Opinião
Reflexões em torno da ação coletiva no pós-pandemia: sem Estado não há futuro
A ruptura das cadeias globais, a lenta recuperação da produção de óleo e gás, a necessidade de reformular as redes e o abastecimento em eletricidade exigem respostas precisas e de longo prazo
O ciclo comanda a dinâmica econômica, explica o movimento contínuo, sua regularidade de altos, seguidos de baixos, entrecortados por crises e a transformação ao longo do tempo. É um fenômeno transcendental, manifesta-se na oferta e na demanda, nas correntes de pensamento, que ora estão em alta, ora estão em baixa, e até mesmo nas grandes civilizações, que conhecem períodos de apogeu e declínio. O que sobe, desce e vice-versa. É verdade que a dialética não dita nem quando, nem como, ou o que virá do próximo ciclo.
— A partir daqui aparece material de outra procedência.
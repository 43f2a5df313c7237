use planner_core::filter::{
  FilterState,
  TimeWindow
};
use planner_core::task::Category;
use web_sys::{
  HtmlInputElement,
  InputEvent
};
use yew::{
  Callback,
  Html,
  Properties,
  TargetCast,
  function_component,
  html
};

#[derive(Properties, PartialEq)]
pub struct FiltersPanelProps {
  pub filters:            FilterState,
  pub on_toggle_category: Callback<Category>,
  pub on_time_window:     Callback<TimeWindow>,
  pub on_search:          Callback<String>,
  pub on_clear_search:    Callback<()>
}

#[function_component(FiltersPanel)]
pub fn filters_panel(
  props: &FiltersPanelProps
) -> Html {
  let category_boxes = Category::ALL
    .into_iter()
    .map(|category| {
      let checked = props
        .filters
        .categories
        .contains(&category);
      let on_toggle =
        props.on_toggle_category.clone();
      html! {
          <label class="filter-option" key={category.key()}>
              <input
                  type="checkbox"
                  {checked}
                  onchange={move |_| on_toggle.emit(category)}
              />
              <span class="swatch" style={format!("background:{}", category.color())}></span>
              { category.label() }
          </label>
      }
    })
    .collect::<Html>();

  let window_radios = TimeWindow::CHOICES
    .into_iter()
    .map(|window| {
      let checked =
        props.filters.time_window == window;
      let on_window =
        props.on_time_window.clone();
      html! {
          <label class="filter-option" key={window.label()}>
              <input
                  type="radio"
                  name="time-window"
                  {checked}
                  onchange={move |_| on_window.emit(window)}
              />
              { window.label() }
          </label>
      }
    })
    .collect::<Html>();

  let oninput = {
    let on_search = props.on_search.clone();
    Callback::from(
      move |event: InputEvent| {
        let input: HtmlInputElement =
          event.target_unchecked_into();
        on_search.emit(input.value());
      }
    )
  };
  let on_clear = {
    let on_clear =
      props.on_clear_search.clone();
    Callback::from(move |_| {
      on_clear.emit(())
    })
  };

  html! {
      <aside class="panel filters">
          <div class="header">{ "Categories" }</div>
          { category_boxes }
          <div class="header">{ "Time window" }</div>
          { window_radios }
          <div class="header">{ "Search" }</div>
          <div class="search-row">
              <input
                  type="search"
                  placeholder="Task name"
                  value={props.filters.search.clone()}
                  {oninput}
              />
              <button class="btn" onclick={on_clear}>{ "Clear" }</button>
          </div>
      </aside>
  }
}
Diria Weber, em ciências sociais, os modelos são do tipo ideal, simplificações abstratas da realidade. Ela, sempre, pode surpreender.
A natureza estrutural da crise das debêntures de Nova Iorque em 2008, a década passada praticamente perdida, a lenta retomada após a pandemia e a falta de ânimo dos capitalistas para investir não deixam margem à dúvida sobre onde estamos: bem no meio da maré descendente do ciclo, que costuma durar entre vinte e trinta anos, a menos que as mudanças se acelerem.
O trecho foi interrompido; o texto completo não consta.